In view of the inherently crowded nature of the intracellular milieu, most macromolecules are likely to be in physical contact with each other. Since all the components in a cell have evolved in parallel, they had ample opportunity to adapt to such environment (to the advantage of the organism) through molecular evolution. It is believed that confined macromolecules in each cell have reached mutual recognition for a better organization and coordinated function. ý

Cell biologists increasingly realize the importance of molecular recognition, and this topics is currently a favored subject of multidisciplinary research. Macromolecular recognition (as protein folding) is determined by the sequence, 3D structure and the environment.

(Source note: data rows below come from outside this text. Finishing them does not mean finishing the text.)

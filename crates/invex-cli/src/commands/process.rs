//! Process command - extract data from a single invoice file.

use std::fs;
use std::path::{Path, PathBuf};
use std::time::Duration;

use clap::Args;
use console::style;
use indicatif::{ProgressBar, ProgressStyle};
use tracing::{debug, info};

use invex_core::{FieldKey, Strategy};

use super::output::{OutputFormat, format_invoice};
use super::{build_pipeline, load_config, read_document};

/// Arguments for the process command.
#[derive(Args)]
pub struct ProcessArgs {
    /// Input file (PDF, PNG or JPEG)
    #[arg(required = true)]
    input: PathBuf,

    /// Output file (default: stdout)
    #[arg(short, long)]
    output: Option<PathBuf>,

    /// Output format
    #[arg(short, long, value_enum, default_value = "json")]
    format: OutputFormat,

    /// Model directory
    #[arg(short, long)]
    model_dir: Option<PathBuf>,

    /// OCR language hint (e.g. fra, eng)
    #[arg(short, long)]
    language: Option<String>,

    /// Page confidence below which OCR is retried
    #[arg(long)]
    confidence_threshold: Option<f32>,

    /// Skip the consistency checks
    #[arg(long)]
    no_validation: bool,

    /// Field strategy order
    #[arg(long, value_enum)]
    strategy: Option<StrategyArg>,

    /// Only extract these fields (comma separated paths, e.g. invoice.number)
    #[arg(long, value_delimiter = ',')]
    fields: Vec<String>,

    /// Include the per-field extraction trace
    #[arg(long)]
    trace: bool,

    /// Show confidence and timing after the output
    #[arg(long)]
    show_confidence: bool,
}

#[derive(Clone, Copy, Debug, clap::ValueEnum)]
pub enum StrategyArg {
    /// Rules first, model fallback
    RuleFirst,
    /// Model first, rule fallback
    ModelFirst,
}

impl From<StrategyArg> for Strategy {
    fn from(arg: StrategyArg) -> Self {
        match arg {
            StrategyArg::RuleFirst => Strategy::RuleFirst,
            StrategyArg::ModelFirst => Strategy::ModelFirst,
        }
    }
}

/// Parse `--fields` into keys.
pub fn parse_fields(fields: &[String]) -> anyhow::Result<Vec<FieldKey>> {
    fields
        .iter()
        .map(|f| {
            f.trim()
                .parse::<FieldKey>()
                .map_err(|_| anyhow::anyhow!("Unknown field: {}", f))
        })
        .collect()
}

pub async fn run(args: ProcessArgs, config_path: Option<&Path>) -> anyhow::Result<()> {
    let config = load_config(config_path)?;
    let document = read_document(&args.input)?;

    info!("Processing file: {}", args.input.display());

    let pipeline = build_pipeline(config, args.model_dir.clone());
    let mut options = pipeline.default_options();
    if let Some(language) = &args.language {
        options.language = language.clone();
    }
    if let Some(threshold) = args.confidence_threshold {
        options.confidence_threshold = threshold.clamp(0.0, 1.0);
    }
    if let Some(strategy) = args.strategy {
        options.strategy = strategy.into();
    }
    if !args.fields.is_empty() {
        options.field_schema = parse_fields(&args.fields)?;
    }
    options.enable_validation = !args.no_validation;
    options.include_trace = args.trace;

    let pb = ProgressBar::new_spinner();
    pb.set_style(ProgressStyle::default_spinner().template("{spinner:.green} [{elapsed_precise}] {msg}")?);
    pb.set_message(format!("Extracting {}", args.input.display()));
    pb.enable_steady_tick(Duration::from_millis(100));

    let result = pipeline.submit(document, options).await;
    pb.finish_and_clear();
    let invoice = result?;

    let output = format_invoice(&invoice, args.format)?;

    if let Some(output_path) = &args.output {
        fs::write(output_path, &output)?;
        eprintln!(
            "{} Output written to {}",
            style("✓").green(),
            output_path.display()
        );
    } else {
        println!("{}", output);
    }

    if let Some(report) = &invoice.record.validation {
        if !report.anomalies.is_empty() {
            eprintln!("{}", style("Validation issues:").yellow());
            for anomaly in &report.anomalies {
                eprintln!("  - {}: {}", anomaly.field, anomaly.issue);
            }
        }
    }

    if args.show_confidence {
        eprintln!();
        eprintln!(
            "{} Confidence: {:.1}%",
            style("ℹ").blue(),
            invoice.metadata.confidence_score * 100.0
        );
        eprintln!(
            "{} Processing time: {:.2}s",
            style("ℹ").blue(),
            invoice.metadata.processing_time
        );
        if !invoice.metadata.low_confidence_pages.is_empty() {
            eprintln!(
                "{} Low OCR confidence on page(s) {:?}",
                style("⚠").yellow(),
                invoice.metadata.low_confidence_pages
            );
        }
    }

    debug!("Processed with {}", invoice.metadata.ocr_backend);
    Ok(())
}

#[cfg(test)]
mod tests {
    use super::*;

    #[test]
    fn test_parse_fields() {
        let keys = parse_fields(&["invoice.number".to_string(), " totals.total_incl_vat".to_string()]).unwrap();
        assert_eq!(keys, vec![FieldKey::InvoiceNumber, FieldKey::TotalInclVat]);
        assert!(parse_fields(&["invoice.colour".to_string()]).is_err());
    }
}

It is effected by building blocks occuring at the surface of macromolecules, being complementary in terms of:

• geometric fit: match at the surface needed to achieve maximal packing density;
• hydrophobic fit: surface patches matching needed for water exclusion;
• hydrogen bonding/electrostatic fit: for further stabilization of the associated molecules.

Most these factors are predictable through computer analysis of known 3D structures or existing models of macromolecules suspected to interact and the simulation of their mutual docking. Other (wet) approaches to detect macromolecular interaction are non-denaturating separation methods (ultracentrifugation. gel exclusion or electrophoresis), or recombinant DNA methods (e.g., yeast double hybrid system).